On Oct 2, 2012, at 12:08 PM, Ed Beroset <[email protected]> wrote:
> Christopher Maynard wrote:
>
>> So this new one from ask that Ed mentioned here is about printing both the
>> entire summary line, which you get with -P, as well as the packet details,
>> which you get with -V. Currently if you specify both -P and -V, you get the
>> packets details only, but no summary line. I'd say this is a reasonable
>> request and that this should probably also work with -O <protocols> as well
>> (any others?). But best to file an enhancement bug report for it.
>
> Done.

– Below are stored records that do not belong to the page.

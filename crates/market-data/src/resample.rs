use chrono::{Datelike, Duration, NaiveDate};
use core_types::{Column, Frequency, PriceFrame};
use tracing::info;

/// Downsamples a frame to calendar bins, keeping the last observed value of
/// each column per bin.
///
/// Weekly bins end on Sunday and monthly bins on the last day of the month;
/// the bin end is the new index date. Bins without any observation are kept
/// with missing cells so the index stays regular.
pub fn resample_last(frame: &PriceFrame, frequency: Frequency) -> PriceFrame {
    if frequency == Frequency::Daily {
        return frame.clone();
    }
    let (Some(first), Some(last)) = (frame.first_date(), frame.last_date()) else {
        return frame.clone();
    };

    let mut labels = Vec::new();
    let final_label = bin_end(last, frequency);
    let mut label = bin_end(first, frequency);
    while label <= final_label {
        labels.push(label);
        match label.succ_opt() {
            Some(next_day) => label = bin_end(next_day, frequency),
            None => break,
        }
    }

    let columns = frame
        .columns()
        .iter()
        .map(|column| {
            let mut cells = vec![None; labels.len()];
            for (date, value) in frame.dates().iter().zip(&column.values) {
                let (Some(v), Ok(bin)) = (value, labels.binary_search(&bin_end(*date, frequency))) else {
                    continue;
                };
                cells[bin] = Some(*v);
            }
            Column::new(column.name.clone(), cells)
        })
        .collect();

    info!(?frequency, bins = labels.len(), "Resampled price data.");
    PriceFrame::new(labels, columns).unwrap_or_else(|_| frame.clone())
}

/// Last date of the bin containing `date`.
fn bin_end(date: NaiveDate, frequency: Frequency) -> NaiveDate {
    match frequency {
        Frequency::Daily => date,
        Frequency::Weekly => {
            let to_sunday = 6 - i64::from(date.weekday().num_days_from_monday());
            date + Duration::days(to_sunday)
        }
        Frequency::Monthly => {
            let (year, month) = if date.month() == 12 {
                (date.year() + 1, 1)
            } else {
                (date.year(), date.month() + 1)
            };
            NaiveDate::from_ymd_opt(year, month, 1)
                .and_then(|d| d.pred_opt())
                .unwrap_or(date)
        }
    }
}
use crate::error::ValidationError;
use chrono::NaiveDate;
use core_types::{FillPolicy, PriceFrame};
use tracing::info;

/// Returns a copy of `frame` with missing cells handled according to `policy`.
///
/// Fails when the input is empty or when nothing is left afterwards (only
/// possible with [`FillPolicy::Drop`]).
pub fn preprocess_data(frame: &PriceFrame, policy: FillPolicy) -> Result<PriceFrame, ValidationError> {
    if frame.is_empty() {
        return Err(ValidationError::Empty("Input frame".to_string()));
    }

    let processed = match policy {
        FillPolicy::ForwardFill => frame.map_columns(|_, values| forward_fill(values)),
        FillPolicy::BackwardFill => frame.map_columns(|_, values| backward_fill(values)),
        FillPolicy::Interpolate => frame.map_columns(interpolate_time),
        FillPolicy::Drop => frame.retain_rows(|_, row| {
            frame.columns().iter().all(|c| c.values[row].is_some())
        }),
    };

    if processed.is_empty() {
        return Err(ValidationError::EmptyAfterPreprocessing(policy.to_string()));
    }

    info!(%policy, observations = processed.len(), "Preprocessed price data.");
    Ok(processed)
}

fn forward_fill(values: &[Option<f64>]) -> Vec<Option<f64>> {
    let mut last = None;
    values
        .iter()
        .map(|v| {
            if v.is_some() {
                last = *v;
            }
            last
        })
        .collect()
}

fn backward_fill(values: &[Option<f64>]) -> Vec<Option<f64>> {
    let mut reversed = values.to_vec();
    reversed.reverse();
    let mut filled = forward_fill(&reversed);
    filled.reverse();
    filled
}

/// Linear interpolation where the weights are the day distances to the
/// neighbouring observations. Trailing gaps carry the last observation;
/// leading gaps have nothing to interpolate from and stay missing.
fn interpolate_time(dates: &[NaiveDate], values: &[Option<f64>]) -> Vec<Option<f64>> {
    let observed: Vec<usize> = (0..values.len()).filter(|&i| values[i].is_some()).collect();
    if observed.is_empty() {
        return values.to_vec();
    }

    let mut out = values.to_vec();
    for i in 0..values.len() {
        if values[i].is_some() {
            continue;
        }
        let next_pos = observed.partition_point(|&j| j < i);
        let prev = next_pos.checked_sub(1).map(|p| observed[p]);
        let next = observed.get(next_pos).copied();

        out[i] = match (prev, next) {
            (Some(p), Some(n)) => values[p].zip(values[n]).map(|(vp, vn)| {
                let span = (dates[n] - dates[p]).num_days() as f64;
                let offset = (dates[i] - dates[p]).num_days() as f64;
                if span == 0.0 { vp } else { vp + (vn - vp) * offset / span }
            }),
            (Some(p), None) => values[p],
            (None, _) => None,
        };
    }
    out
}

#[cfg(test)]
mod tests {
    use super::*;
    use core_types::Column;

    fn ymd(d: u32) -> NaiveDate {
        NaiveDate::from_ymd_opt(2024, 1, d).unwrap()
    }

    fn frame(dates: Vec<NaiveDate>, values: Vec<Option<f64>>) -> PriceFrame {
        PriceFrame::new(dates, vec![Column::new("price", values)]).unwrap()
    }

    fn gappy() -> PriceFrame {
        frame(
            vec![ymd(1), ymd(2), ymd(3), ymd(4), ymd(5)],
            vec![None, Some(1.0), None, Some(3.0), None],
        )
    }

    #[test]
    fn forward_fill_leaves_leading_gap() {
        let out = preprocess_data(&gappy(), FillPolicy::ForwardFill).unwrap();
        assert_eq!(out.column("price").unwrap(), &[None, Some(1.0), Some(1.0), Some(3.0), Some(3.0)]);
    }

    #[test]
    fn backward_fill_leaves_trailing_gap() {
        let out = preprocess_data(&gappy(), FillPolicy::BackwardFill).unwrap();
        assert_eq!(out.column("price").unwrap(), &[Some(1.0), Some(1.0), Some(3.0), Some(3.0), None]);
    }

    #[test]
    fn drop_removes_incomplete_rows() {
        let out = preprocess_data(&gappy(), FillPolicy::Drop).unwrap();
        assert_eq!(out.dates(), &[ymd(2), ymd(4)]);
    }

    #[test]
    fn interpolation_is_weighted_by_time() {
        // Observations on the 1st and the 5th; gaps on the 2nd and 4th.
        let f = frame(
            vec![ymd(1), ymd(2), ymd(4), ymd(5), ymd(9)],
            vec![Some(10.0), None, None, Some(18.0), None],
        );
        let out = preprocess_data(&f, FillPolicy::Interpolate).unwrap();
        let values = out.column("price").unwrap();
        assert_eq!(values[1], Some(12.0));
        assert_eq!(values[2], Some(16.0));
        assert_eq!(values[4], Some(18.0));
    }

    #[test]
    fn empty_input_and_empty_result_fail() {
        let empty = PriceFrame::default();
        assert_eq!(
            preprocess_data(&empty, FillPolicy::ForwardFill).unwrap_err(),
            ValidationError::Empty("Input frame".into())
        );

        let all_missing = frame(vec![ymd(1), ymd(2)], vec![None, None]);
        assert_eq!(
            preprocess_data(&all_missing, FillPolicy::Drop).unwrap_err(),
            ValidationError::EmptyAfterPreprocessing("drop".into())
        );
    }

    proptest::proptest! {
        #[test]
        fn fills_keep_observations_and_close_every_later_gap(
            values in proptest::collection::vec(proptest::option::of(-100.0f64..100.0), 1..40),
        ) {
            let dates: Vec<NaiveDate> = ymd(1).iter_days().take(values.len()).collect();
            let input = frame(dates, values.clone());
            let first = values.iter().position(Option::is_some).unwrap_or(values.len());

            for policy in [FillPolicy::ForwardFill, FillPolicy::Interpolate] {
                let out = preprocess_data(&input, policy).unwrap();
                let filled = out.column("price").unwrap();
                for (i, (before, after)) in values.iter().zip(filled).enumerate() {
                    if before.is_some() {
                        proptest::prop_assert_eq!(before, after);
                    }
                    proptest::prop_assert_eq!(after.is_some(), i >= first);
                }
            }
        }
    }
}
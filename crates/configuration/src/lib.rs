use crate::error::ConfigError;
use std::path::Path;

// Declare the modules that make up this crate.
pub mod error;
pub mod logging;
pub mod settings;

// Re-export the core types to provide a clean public API.
pub use logging::init_tracing;
pub use tracing_appender::non_blocking::WorkerGuard;
pub use settings::{
    AnalysisConfig, Config, DEFAULT_WINDOW_DAYS, DataConfig, LogFormat, LoggingConfig, ServerConfig, SyntheticConfig,
};

/// Prefix of the environment variables that override file settings,
/// e.g. `OIL__SERVER__PORT=8080` or `OIL__ANALYSIS__WINDOW_DAYS=14`.
pub const ENV_PREFIX: &str = "OIL";

/// Configuration file read by the binaries when no other path is given.
pub const DEFAULT_CONFIG_PATH: &str = "config.toml";

/// Loads the application configuration.
///
/// Layers, lowest priority first: built-in defaults, the TOML file at `path`
/// (optional, silently skipped when absent) and `OIL__*` environment
/// variables. The merged result is validated before it is returned.
pub fn load_config(path: &Path) -> Result<Config, ConfigError> {
    let builder = config::Config::builder()
        .add_source(config::File::from(path).required(false))
        .add_source(
            config::Environment::with_prefix(ENV_PREFIX)
                .prefix_separator("__")
                .separator("__")
                .list_separator(",")
                .with_list_parse_key("data.price_paths")
                .with_list_parse_key("data.event_paths")
                .try_parsing(true),
        )
        .build()?;

    // Attempt to deserialize the entire configuration into our `Config` struct
    let config = builder.try_deserialize::<Config>()?;
    config.validate()?;

    Ok(config)
}
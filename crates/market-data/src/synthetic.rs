//! Stand-in data for when no input files are present.
//!
//! The price walk is seeded, so two runs with the same configuration produce
//! byte-identical series.

use chrono::NaiveDate;
use configuration::SyntheticConfig;
use core_types::{Event, PriceFrame, PriceSample};
use rand::rngs::StdRng;
use rand::{Rng, SeedableRng};
use std::f64::consts::PI;

/// Generates a daily geometric random walk:
/// `p[0] = initial_price`, `p[i] = p[i-1] * (1 + N(drift, volatility))`.
pub fn generate_price_frame(config: &SyntheticConfig, column: &str) -> PriceFrame {
    let mut rng = StdRng::seed_from_u64(config.seed);

    let dates: Vec<NaiveDate> = config
        .start_date
        .iter_days()
        .take_while(|d| *d <= config.end_date)
        .collect();

    let mut samples = Vec::with_capacity(dates.len());
    let mut price = config.initial_price;
    for (i, date) in dates.into_iter().enumerate() {
        if i > 0 {
            let daily_return = config.drift + config.volatility * standard_normal(&mut rng);
            price *= 1.0 + daily_return;
        }
        samples.push(PriceSample { date, price });
    }

    PriceFrame::from_samples(column, &samples)
}

/// Box-Muller transform over two uniform draws.
fn standard_normal(rng: &mut StdRng) -> f64 {
    let u1: f64 = rng.gen_range(f64::EPSILON..1.0);
    let u2: f64 = rng.gen_range(0.0..1.0);
    (-2.0 * u1.ln()).sqrt() * (2.0 * PI * u2).cos()
}

/// A handful of well-known oil market events.
pub fn sample_events() -> Vec<Event> {
    let event = |date: (i32, u32, u32), event_type: &str, description: &str, impact: &str, severity: &str| Event {
        event_date: NaiveDate::from_ymd_opt(date.0, date.1, date.2),
        event_type: Some(event_type.to_string()),
        impact_type: Some(impact.to_string()),
        severity: Some(severity.to_string()),
        description: Some(description.to_string()),
        ..Event::default()
    };

    vec![
        event((2008, 9, 15), "Economic", "Lehman Brothers collapse", "Demand Shock", "Very High"),
        event((2014, 11, 27), "OPEC", "OPEC decides not to cut production", "Supply Shock", "High"),
        event((2020, 3, 9), "Economic", "COVID-19 pandemic impact", "Demand Shock", "Very High"),
        event((2022, 2, 24), "Geopolitical", "Russia-Ukraine conflict", "Supply Shock", "Very High"),
    ]
}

It's now input as Bug 7782. I'll see if I can create a patch some
> time this week.
Note that getting this right is a bit of work:
if neither -P nor -V nor -x are specified, then packet summaries should be
printed if and only if we're not writing to a capture file and -q wasn't
specified;
if any of -P, -V, or -x are specified, then the corresponding information
should be printed, even if we're writing to a capture file, but, if we're
writing the capture file to the standard output, the command should report an
error and fail (as you'll get plain text and binary capture file data mixed up
randomly on the standard output).
This means that, in the getopt() loop, -P should probably set a "-P flag
specified" boolean, and the same with -V and -x, and only after all the
command-line options are parsed should it decide whether to print anything at
all (print if either
-P, -V, or -x specified;
neither -w nor -q specified;
and maybe fail if -P, -V, or -x are specified *and* -q is specified, as that's
inconsistent).
Note also that there are places in tshark.c where it assumes that if you're not
printing packet details you're printing packet summaries *and* that if you
*are* printing packet summaries you're *not* printing packet details (look for
some of the tests of "verbose").
This also raises the question of what "-x" should mean. Currently, "-x" by
itself means "packet summary and hex/ASCII dump", and "-xV" means "packet
details and hex/ASCII dump". Would having "-x" by itself meaning "print *only*
the hex/ASCII dump", so that you'd need "-Px" to get what "-x" currently
prints, be useful enough to break compatibility?